“Santa Maria, donna accogliente, aiutaci ad accogliere la Parola nell’intimo del cuore”. Don Tonino Bello invoca con noi la Madre celeste.
Era un Vescovo pugliese, ma ha sempre preferito farsi chiamare don Tonino (1935-1993, Alessano). Nella sua vita ha ricevuto molte cariche importanti, ma ha costantemente dato più attenzione agli ultimi della società.
“Santa Maria, donna accogliente, aiutaci ad accogliere la Parola nell’intimo del cuore. A
capire, cioè, come hai saputo fare tu, le irruzioni di Dio nella nostra vita. Egli non bussa
alla porta per intimarci lo sfratto, ma per riempire di luce la nostra solitudine. Non entra in casa per metterci le manette, ma per restituirci il gusto della vera libertà.
Lo sappiamo: è la paura del nuovo a renderci spesso inospitali nei confronti del Signore
che viene.
I cambiamenti ci danno fastidio. E siccome lui scombina sempre i nostri pensieri, mette in discussione i nostri programmi e manda in crisi le nostre certezze, ogni volta che sentiamo i suoi passi, evitiamo di incontrarlo, nascondendoci dietro la siepe, come Adamo tra gli alberi dell’Eden. Facci comprendere che Dio, se ci guasta i progetti, non ci rovina la festa; se disturba i nostri sonni, non ci toglie la pace. E una volta che l’avremo accolto nel cuore, anche il nostro corpo brillerà della sua luce“.
Maria ha la dolcezza di una Madre e, come tale, ci sta accanto per aiutarci a crescere nella fede, spiegandoci anche quella che a volte ci sembra una incomprensibile volontà di Dio; quella che stravolge i nostri piani e cambia per sempre le nostre vite.

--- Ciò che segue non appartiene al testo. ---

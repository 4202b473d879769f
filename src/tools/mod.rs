//! Tool registry and the course tools the model can call.
//!
//! Every tool implements [`Tool`] and is registered by name in a
//! [`ToolRegistry`]. Execution through the registry never fails: errors,
//! timeouts and unknown names come back as failure-shaped text.

mod outline;
mod search;

pub use outline::CourseOutlineTool;
pub use search::CourseSearchTool;

use crate::error::{CoursemateError, Result};
use crate::llm::ToolDescriptor;
use async_trait::async_trait;
use serde::{Deserialize, Serialize};
use serde_json::{Map, Value};
use std::sync::{Arc, Mutex, PoisonError};
use std::time::Duration;
use tracing::{debug, warn};

/// Prefix of every failure-shaped tool result.
pub const FAILURE_PREFIX: &str = "Tool execution failed";

/// Parsed tool-call arguments.
pub type ToolArgs = Map<String, Value>;

/// Failure-shaped tool result text.
pub fn failure_message(reason: impl std::fmt::Display) -> String {
    format!("{}: {}", FAILURE_PREFIX, reason)
}

/// A citation for content returned by a tool.
#[derive(Debug, Clone, PartialEq, Eq, Serialize, Deserialize)]
pub struct Source {
    pub label: String,
    pub url: Option<String>,
}

/// What a tool hands back on success.
#[derive(Debug, Clone, Default, PartialEq)]
pub struct ToolOutput {
    pub content: String,
    /// Sources backing `content`; empty for tools that do not cite.
    pub sources: Vec<Source>,
}

impl ToolOutput {
    pub fn text(content: impl Into<String>) -> Self {
        Self {
            content: content.into(),
            sources: Vec::new(),
        }
    }
}

/// A capability the model can invoke.
#[async_trait]
pub trait Tool: Send + Sync {
    /// Name, description and argument schema advertised to the model.
    fn descriptor(&self) -> ToolDescriptor;

    /// Run the tool with parsed arguments.
    async fn execute(&self, args: &ToolArgs) -> Result<ToolOutput>;
}

/// Whether a registry execution produced usable content.
#[derive(Debug, Clone, Copy, PartialEq, Eq)]
pub enum ToolStatus {
    Succeeded,
    Failed,
}

/// Outcome of [`ToolRegistry::execute`].
#[derive(Debug, Clone, PartialEq)]
pub struct ToolExecution {
    pub content: String,
    pub status: ToolStatus,
    pub sources: Vec<Source>,
}

impl ToolExecution {
    fn failed(content: String) -> Self {
        Self {
            content,
            status: ToolStatus::Failed,
            sources: Vec::new(),
        }
    }

    pub fn succeeded(&self) -> bool {
        self.status == ToolStatus::Succeeded
    }
}

/// Name-keyed set of tools.
pub struct ToolRegistry {
    tools: Vec<(String, Arc<dyn Tool>)>,
    timeout: Duration,
    last_sources: Mutex<Vec<Source>>,
}

impl Default for ToolRegistry {
    fn default() -> Self {
        Self::new()
    }
}

impl ToolRegistry {
    /// Create an empty registry with a 30 second per-call timeout.
    pub fn new() -> Self {
        Self {
            tools: Vec::new(),
            timeout: Duration::from_secs(30),
            last_sources: Mutex::new(Vec::new()),
        }
    }

    /// Set the per-call timeout.
    pub fn with_timeout(mut self, timeout: Duration) -> Self {
        self.timeout = timeout;
        self
    }

    /// Register a tool under its descriptor name, replacing any previous one.
    pub fn register(&mut self, tool: Arc<dyn Tool>) -> Result<()> {
        let name = tool.descriptor().name;
        if name.trim().is_empty() {
            return Err(CoursemateError::InvalidInput(
                "Tool must have a name in its definition".to_string(),
            ));
        }

        match self.tools.iter_mut().find(|(n, _)| *n == name) {
            Some(entry) => entry.1 = tool,
            None => self.tools.push((name, tool)),
        }
        Ok(())
    }

    /// Descriptors of all registered tools, in registration order.
    pub fn tool_definitions(&self) -> Vec<ToolDescriptor> {
        self.tools.iter().map(|(_, t)| t.descriptor()).collect()
    }

    pub fn is_empty(&self) -> bool {
        self.tools.is_empty()
    }

    /// Execute a tool by name.
    ///
    /// Non-empty sources from a successful call replace the registry's last
    /// sources.
    pub async fn execute(&self, name: &str, args: &ToolArgs) -> ToolExecution {
        let Some((_, tool)) = self.tools.iter().find(|(n, _)| n == name) else {
            warn!("Unknown tool requested: {}", name);
            return ToolExecution::failed(format!("Tool '{}' not found", name));
        };

        let output = match tokio::time::timeout(self.timeout, tool.execute(args)).await {
            Ok(Ok(output)) => output,
            Ok(Err(e)) => {
                warn!("Tool {} failed: {}", name, e);
                return ToolExecution::failed(failure_message(e));
            }
            Err(_) => {
                warn!("Tool {} timed out after {:?}", name, self.timeout);
                return ToolExecution::failed(failure_message(format!(
                    "timed out after {} seconds",
                    self.timeout.as_secs()
                )));
            }
        };

        if output.content.starts_with(FAILURE_PREFIX) {
            return ToolExecution::failed(output.content);
        }

        if !output.sources.is_empty() {
            debug!("Tool {} recorded {} sources", name, output.sources.len());
            *self.lock_sources() = output.sources.clone();
        }

        ToolExecution {
            content: output.content,
            status: ToolStatus::Succeeded,
            sources: output.sources,
        }
    }

    /// Labels of the sources recorded by the most recent citing call.
    pub fn last_sources(&self) -> Vec<String> {
        self.lock_sources().iter().map(|s| s.label.clone()).collect()
    }

    /// Sources (label and link) recorded by the most recent citing call.
    pub fn last_source_links(&self) -> Vec<Source> {
        self.lock_sources().clone()
    }

    /// Forget recorded sources.
    pub fn reset_sources(&self) {
        self.lock_sources().clear();
    }

    fn lock_sources(&self) -> std::sync::MutexGuard<'_, Vec<Source>> {
        self.last_sources.lock().unwrap_or_else(PoisonError::into_inner)
    }
}

/// Required string argument.
pub(crate) fn required_str<'a>(args: &'a ToolArgs, key: &str) -> Result<&'a str> {
    args.get(key)
        .and_then(Value::as_str)
        .ok_or_else(|| CoursemateError::InvalidInput(format!("Missing '{}' argument", key)))
}

/// Optional string argument; null and empty count as absent.
pub(crate) fn optional_str<'a>(args: &'a ToolArgs, key: &str) -> Option<&'a str> {
    args.get(key)
        .and_then(Value::as_str)
        .filter(|s| !s.trim().is_empty())
}

/// Optional non-negative integer argument. Accepts numeric strings.
pub(crate) fn optional_u32(args: &ToolArgs, key: &str) -> Result<Option<u32>> {
    match args.get(key) {
        None | Some(Value::Null) => Ok(None),
        Some(Value::Number(n)) => n
            .as_u64()
            .and_then(|v| u32::try_from(v).ok())
            .map(Some)
            .ok_or_else(|| CoursemateError::InvalidInput(format!("Invalid '{}' argument: {}", key, n))),
        Some(Value::String(s)) => s
            .trim()
            .parse()
            .map(Some)
            .map_err(|_| CoursemateError::InvalidInput(format!("Invalid '{}' argument: {}", key, s))),
        Some(other) => Err(CoursemateError::InvalidInput(format!(
            "Invalid '{}' argument: {}",
            key, other
        ))),
    }
}


#[cfg(test)]
mod tests {
    use super::test_support::StubTool;
    use super::*;
    use serde_json::json;

    fn args(value: Value) -> ToolArgs {
        value.as_object().cloned().unwrap()
    }

    #[tokio::test]
    async fn test_unknown_tool_is_failure() {
        let registry = ToolRegistry::new();
        let execution = registry.execute("missing", &ToolArgs::new()).await;
        assert_eq!(execution.content, "Tool 'missing' not found");
        assert!(!execution.succeeded());
    }

    #[tokio::test]
    async fn test_tool_error_becomes_failure_text() {
        let mut registry = ToolRegistry::new();
        let mut tool = StubTool::new("search", "ignored");
        tool.fail = true;
        registry.register(Arc::new(tool)).unwrap();

        let execution = registry.execute("search", &args(json!({"query": "x"}))).await;
        assert_eq!(execution.content, "Tool execution failed: boom");
        assert_eq!(execution.status, ToolStatus::Failed);
    }

    #[tokio::test]
    async fn test_failure_shaped_output_is_failure() {
        let mut registry = ToolRegistry::new();
        registry
            .register(Arc::new(StubTool::new("search", "Tool execution failed: boom")))
            .unwrap();

        let execution = registry.execute("search", &args(json!({"query": "x"}))).await;
        assert!(!execution.succeeded());
        assert_eq!(execution.content, "Tool execution failed: boom");
    }

    #[tokio::test]
    async fn test_sources_recorded_and_reset() {
        let mut registry = ToolRegistry::new();
        let mut tool = StubTool::new("search", "[MCP - Lesson 1]\ncontent");
        tool.sources = vec![Source {
            label: "MCP - Lesson 1".to_string(),
            url: Some("https://example.com/1".to_string()),
        }];
        registry.register(Arc::new(tool)).unwrap();
        registry.register(Arc::new(StubTool::new("outline", "Course Title: MCP"))).unwrap();

        registry.execute("search", &args(json!({"query": "x"}))).await;
        // A tool without sources leaves the previous record in place
        registry.execute("outline", &args(json!({"query": "y"}))).await;

        assert_eq!(registry.last_sources(), vec!["MCP - Lesson 1".to_string()]);
        assert_eq!(
            registry.last_source_links()[0].url.as_deref(),
            Some("https://example.com/1")
        );

        registry.reset_sources();
        assert!(registry.last_sources().is_empty());
        assert!(registry.last_source_links().is_empty());
    }

    #[test]
    fn test_register_replaces_and_keeps_order() {
        let mut registry = ToolRegistry::new();
        registry.register(Arc::new(StubTool::new("b", "1"))).unwrap();
        registry.register(Arc::new(StubTool::new("a", "2"))).unwrap();
        registry.register(Arc::new(StubTool::new("b", "3"))).unwrap();

        let names: Vec<String> = registry.tool_definitions().into_iter().map(|d| d.name).collect();
        assert_eq!(names, vec!["b", "a"]);
    }

    #[test]
    fn test_register_rejects_empty_name() {
        let mut registry = ToolRegistry::new();
        assert!(registry.register(Arc::new(StubTool::new(" ", "x"))).is_err());
        assert!(registry.is_empty());
    }

    #[test]
    fn test_argument_helpers() {
        let a = args(json!({"query": "mcp", "lesson_number": 5, "course_name": "", "n": "7", "bad": -1}));
        assert_eq!(required_str(&a, "query").unwrap(), "mcp");
        assert!(required_str(&a, "missing").is_err());
        assert_eq!(optional_str(&a, "course_name"), None);
        assert_eq!(optional_u32(&a, "lesson_number").unwrap(), Some(5));
        assert_eq!(optional_u32(&a, "n").unwrap(), Some(7));
        assert_eq!(optional_u32(&a, "absent").unwrap(), None);
        assert!(optional_u32(&a, "bad").is_err());
    }
}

Don Tonino Bello ha promosso gruppi Caritas in tutte le parrocchie della sua Diocesi, occupandosi di una comunità per tossicodipendenti. Lasciava aperti gli uffici vescovili per chiunque avesse bisogno di un luogo asciutto e comodo dove passare la notte.
Don Tonino Bello fu Terziario Francescano e guida del movimento Pax Christi, che promuove azioni di pace a livello internazionale. Si oppose fermamente al potenziamento delle milizie calabresi e all’intervento nella Guerra del Golfo, tanto da rischiare di essere accusato di fomentare la diserzione.
Di lui restano indimenticabili e numerosi scritti, che toccano il cuore di chi ha l’occasione di leggerli. Sono stati concepiti da un animo mite e devoto, ma, allo stesso tempo, coraggioso e risolutivo, che voleva rieducare all’umanità la nostra sorda e cieca società. Per lui, è in corso il processo di beatificazione.